▶ [Task inputs]:

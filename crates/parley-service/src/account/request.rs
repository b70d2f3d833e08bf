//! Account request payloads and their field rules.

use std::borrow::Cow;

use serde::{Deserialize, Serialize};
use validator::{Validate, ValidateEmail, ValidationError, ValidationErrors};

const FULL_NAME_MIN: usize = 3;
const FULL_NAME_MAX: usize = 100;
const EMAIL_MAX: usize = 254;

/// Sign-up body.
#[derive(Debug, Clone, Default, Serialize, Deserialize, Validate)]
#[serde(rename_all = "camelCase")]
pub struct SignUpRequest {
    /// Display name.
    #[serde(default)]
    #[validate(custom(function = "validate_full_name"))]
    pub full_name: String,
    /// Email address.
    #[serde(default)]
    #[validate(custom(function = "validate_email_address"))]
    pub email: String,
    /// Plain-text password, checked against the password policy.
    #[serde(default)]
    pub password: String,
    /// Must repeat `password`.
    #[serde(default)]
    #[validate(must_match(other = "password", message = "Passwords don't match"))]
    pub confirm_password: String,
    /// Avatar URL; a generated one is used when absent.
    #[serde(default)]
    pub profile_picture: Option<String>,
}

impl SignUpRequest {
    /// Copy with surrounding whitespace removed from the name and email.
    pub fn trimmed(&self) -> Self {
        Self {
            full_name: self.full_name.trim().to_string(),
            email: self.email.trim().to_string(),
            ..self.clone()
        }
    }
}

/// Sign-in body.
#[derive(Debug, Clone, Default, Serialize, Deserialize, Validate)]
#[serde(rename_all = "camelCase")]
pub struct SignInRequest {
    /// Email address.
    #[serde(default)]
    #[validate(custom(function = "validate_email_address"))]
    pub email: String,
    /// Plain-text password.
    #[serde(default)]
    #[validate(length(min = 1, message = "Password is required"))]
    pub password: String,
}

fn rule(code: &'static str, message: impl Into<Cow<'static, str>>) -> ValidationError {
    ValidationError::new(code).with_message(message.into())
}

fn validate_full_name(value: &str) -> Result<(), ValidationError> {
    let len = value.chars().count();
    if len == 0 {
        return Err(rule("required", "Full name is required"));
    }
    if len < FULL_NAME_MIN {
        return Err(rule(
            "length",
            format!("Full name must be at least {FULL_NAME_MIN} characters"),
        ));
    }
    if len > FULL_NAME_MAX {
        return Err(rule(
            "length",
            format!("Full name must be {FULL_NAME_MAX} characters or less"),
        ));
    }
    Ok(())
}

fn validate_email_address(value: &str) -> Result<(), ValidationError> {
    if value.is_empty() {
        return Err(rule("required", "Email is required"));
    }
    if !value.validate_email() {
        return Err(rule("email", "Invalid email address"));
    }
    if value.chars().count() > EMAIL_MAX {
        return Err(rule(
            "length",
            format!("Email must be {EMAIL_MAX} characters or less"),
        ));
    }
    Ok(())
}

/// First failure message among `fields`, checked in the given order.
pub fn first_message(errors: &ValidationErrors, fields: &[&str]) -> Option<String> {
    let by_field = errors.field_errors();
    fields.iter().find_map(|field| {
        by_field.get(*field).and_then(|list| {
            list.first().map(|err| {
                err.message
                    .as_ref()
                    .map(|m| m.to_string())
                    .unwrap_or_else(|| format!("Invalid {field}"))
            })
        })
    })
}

...

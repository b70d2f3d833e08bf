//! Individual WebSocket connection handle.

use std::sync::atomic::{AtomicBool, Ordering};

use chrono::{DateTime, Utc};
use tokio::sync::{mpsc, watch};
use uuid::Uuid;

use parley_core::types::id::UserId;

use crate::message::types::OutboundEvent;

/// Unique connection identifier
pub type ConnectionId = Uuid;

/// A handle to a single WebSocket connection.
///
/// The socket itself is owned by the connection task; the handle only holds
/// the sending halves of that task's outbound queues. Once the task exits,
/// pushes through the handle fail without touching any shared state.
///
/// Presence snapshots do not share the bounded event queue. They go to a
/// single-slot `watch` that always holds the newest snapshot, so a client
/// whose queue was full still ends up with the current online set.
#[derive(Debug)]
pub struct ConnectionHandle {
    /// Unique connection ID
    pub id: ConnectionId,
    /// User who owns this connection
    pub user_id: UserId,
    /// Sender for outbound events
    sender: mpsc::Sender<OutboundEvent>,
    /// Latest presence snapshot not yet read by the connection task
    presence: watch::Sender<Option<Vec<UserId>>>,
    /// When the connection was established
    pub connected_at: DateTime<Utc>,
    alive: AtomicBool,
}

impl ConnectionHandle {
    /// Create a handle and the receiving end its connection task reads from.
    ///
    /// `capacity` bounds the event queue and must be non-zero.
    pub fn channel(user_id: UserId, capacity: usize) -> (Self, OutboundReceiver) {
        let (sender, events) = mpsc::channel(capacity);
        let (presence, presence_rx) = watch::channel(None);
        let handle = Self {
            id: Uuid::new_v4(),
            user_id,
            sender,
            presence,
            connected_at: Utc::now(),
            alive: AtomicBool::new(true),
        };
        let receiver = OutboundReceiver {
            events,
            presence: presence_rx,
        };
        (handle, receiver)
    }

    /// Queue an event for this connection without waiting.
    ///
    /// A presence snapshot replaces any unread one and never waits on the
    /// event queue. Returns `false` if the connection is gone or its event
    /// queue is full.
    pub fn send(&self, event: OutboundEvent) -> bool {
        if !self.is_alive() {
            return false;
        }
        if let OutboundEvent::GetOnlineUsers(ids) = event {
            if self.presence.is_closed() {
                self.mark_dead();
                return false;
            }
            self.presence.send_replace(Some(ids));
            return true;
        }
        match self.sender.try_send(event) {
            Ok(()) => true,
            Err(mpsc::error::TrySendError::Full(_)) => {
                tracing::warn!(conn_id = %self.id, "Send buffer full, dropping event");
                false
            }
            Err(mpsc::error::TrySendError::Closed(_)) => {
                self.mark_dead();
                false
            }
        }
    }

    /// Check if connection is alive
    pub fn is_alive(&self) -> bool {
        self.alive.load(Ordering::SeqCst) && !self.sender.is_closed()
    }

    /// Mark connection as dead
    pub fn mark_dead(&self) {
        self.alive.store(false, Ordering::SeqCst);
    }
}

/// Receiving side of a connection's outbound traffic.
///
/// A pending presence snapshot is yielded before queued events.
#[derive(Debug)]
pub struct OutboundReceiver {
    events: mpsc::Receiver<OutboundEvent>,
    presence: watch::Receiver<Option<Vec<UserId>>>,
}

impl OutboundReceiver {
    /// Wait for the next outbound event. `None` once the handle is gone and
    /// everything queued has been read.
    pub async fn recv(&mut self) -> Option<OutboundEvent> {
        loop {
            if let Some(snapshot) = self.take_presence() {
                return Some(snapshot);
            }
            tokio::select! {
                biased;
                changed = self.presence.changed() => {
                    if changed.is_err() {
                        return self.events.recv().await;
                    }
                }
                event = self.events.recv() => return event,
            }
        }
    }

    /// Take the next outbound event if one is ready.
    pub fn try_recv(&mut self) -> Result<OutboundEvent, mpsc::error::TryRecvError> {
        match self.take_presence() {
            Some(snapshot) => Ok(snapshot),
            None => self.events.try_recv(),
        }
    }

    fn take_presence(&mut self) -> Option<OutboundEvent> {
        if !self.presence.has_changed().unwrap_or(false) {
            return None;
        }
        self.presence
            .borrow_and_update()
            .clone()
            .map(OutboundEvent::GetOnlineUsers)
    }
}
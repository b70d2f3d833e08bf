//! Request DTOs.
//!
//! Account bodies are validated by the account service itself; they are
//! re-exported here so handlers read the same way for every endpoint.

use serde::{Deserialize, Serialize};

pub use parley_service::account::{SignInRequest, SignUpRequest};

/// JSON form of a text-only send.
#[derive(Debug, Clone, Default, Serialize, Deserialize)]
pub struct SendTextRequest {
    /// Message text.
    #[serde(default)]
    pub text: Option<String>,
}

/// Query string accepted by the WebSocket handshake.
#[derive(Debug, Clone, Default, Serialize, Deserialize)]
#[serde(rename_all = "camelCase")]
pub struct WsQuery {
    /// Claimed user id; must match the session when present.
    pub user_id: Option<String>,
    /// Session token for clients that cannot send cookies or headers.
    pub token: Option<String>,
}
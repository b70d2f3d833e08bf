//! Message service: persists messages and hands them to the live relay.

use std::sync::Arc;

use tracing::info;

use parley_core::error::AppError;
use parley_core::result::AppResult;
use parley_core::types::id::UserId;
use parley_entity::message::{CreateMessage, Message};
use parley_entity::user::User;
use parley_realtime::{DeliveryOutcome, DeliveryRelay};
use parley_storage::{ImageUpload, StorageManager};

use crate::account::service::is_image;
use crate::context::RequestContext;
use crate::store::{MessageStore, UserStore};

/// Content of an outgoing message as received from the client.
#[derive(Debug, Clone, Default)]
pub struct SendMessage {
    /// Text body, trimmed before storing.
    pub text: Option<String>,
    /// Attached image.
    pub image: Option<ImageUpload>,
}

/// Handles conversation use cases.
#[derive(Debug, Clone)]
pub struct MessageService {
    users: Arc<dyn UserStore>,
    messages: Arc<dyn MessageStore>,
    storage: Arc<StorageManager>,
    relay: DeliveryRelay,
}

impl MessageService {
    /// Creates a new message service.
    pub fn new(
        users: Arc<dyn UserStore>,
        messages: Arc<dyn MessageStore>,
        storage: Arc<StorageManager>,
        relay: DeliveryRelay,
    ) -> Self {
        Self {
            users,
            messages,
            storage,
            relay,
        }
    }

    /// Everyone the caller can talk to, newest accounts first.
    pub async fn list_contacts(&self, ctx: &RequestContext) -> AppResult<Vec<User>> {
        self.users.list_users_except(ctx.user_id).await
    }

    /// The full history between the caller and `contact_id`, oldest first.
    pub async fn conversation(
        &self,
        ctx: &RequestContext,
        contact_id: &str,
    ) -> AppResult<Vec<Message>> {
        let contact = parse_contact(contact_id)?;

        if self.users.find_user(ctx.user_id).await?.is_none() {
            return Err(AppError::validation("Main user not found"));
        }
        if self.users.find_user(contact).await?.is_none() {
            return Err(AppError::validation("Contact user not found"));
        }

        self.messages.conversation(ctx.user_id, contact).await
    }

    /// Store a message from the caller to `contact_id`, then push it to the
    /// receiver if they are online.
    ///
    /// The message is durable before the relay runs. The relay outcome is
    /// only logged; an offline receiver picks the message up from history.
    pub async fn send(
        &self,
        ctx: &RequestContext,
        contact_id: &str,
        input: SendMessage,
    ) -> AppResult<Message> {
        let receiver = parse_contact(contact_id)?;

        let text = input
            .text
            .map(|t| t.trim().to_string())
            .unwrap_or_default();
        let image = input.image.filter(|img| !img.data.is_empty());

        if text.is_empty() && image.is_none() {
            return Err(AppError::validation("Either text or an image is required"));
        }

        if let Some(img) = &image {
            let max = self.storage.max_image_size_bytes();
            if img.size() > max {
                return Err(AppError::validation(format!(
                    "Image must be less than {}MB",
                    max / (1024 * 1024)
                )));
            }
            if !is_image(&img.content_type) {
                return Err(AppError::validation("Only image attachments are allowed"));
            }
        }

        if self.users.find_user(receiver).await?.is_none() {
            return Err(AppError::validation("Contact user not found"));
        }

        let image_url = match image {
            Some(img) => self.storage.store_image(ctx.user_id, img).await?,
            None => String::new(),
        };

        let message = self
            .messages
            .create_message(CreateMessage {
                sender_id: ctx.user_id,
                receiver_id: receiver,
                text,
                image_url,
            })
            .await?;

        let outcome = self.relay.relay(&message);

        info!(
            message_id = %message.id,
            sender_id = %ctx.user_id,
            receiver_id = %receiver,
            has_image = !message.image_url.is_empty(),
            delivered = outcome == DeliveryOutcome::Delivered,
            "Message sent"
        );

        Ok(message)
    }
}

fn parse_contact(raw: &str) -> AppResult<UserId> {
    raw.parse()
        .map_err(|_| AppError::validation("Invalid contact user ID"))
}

▶ [Exercise requirements]: Tell how many lines in the material contain the word "StorageManager". Only the number is wanted.

▶ [Solution for this task]: 3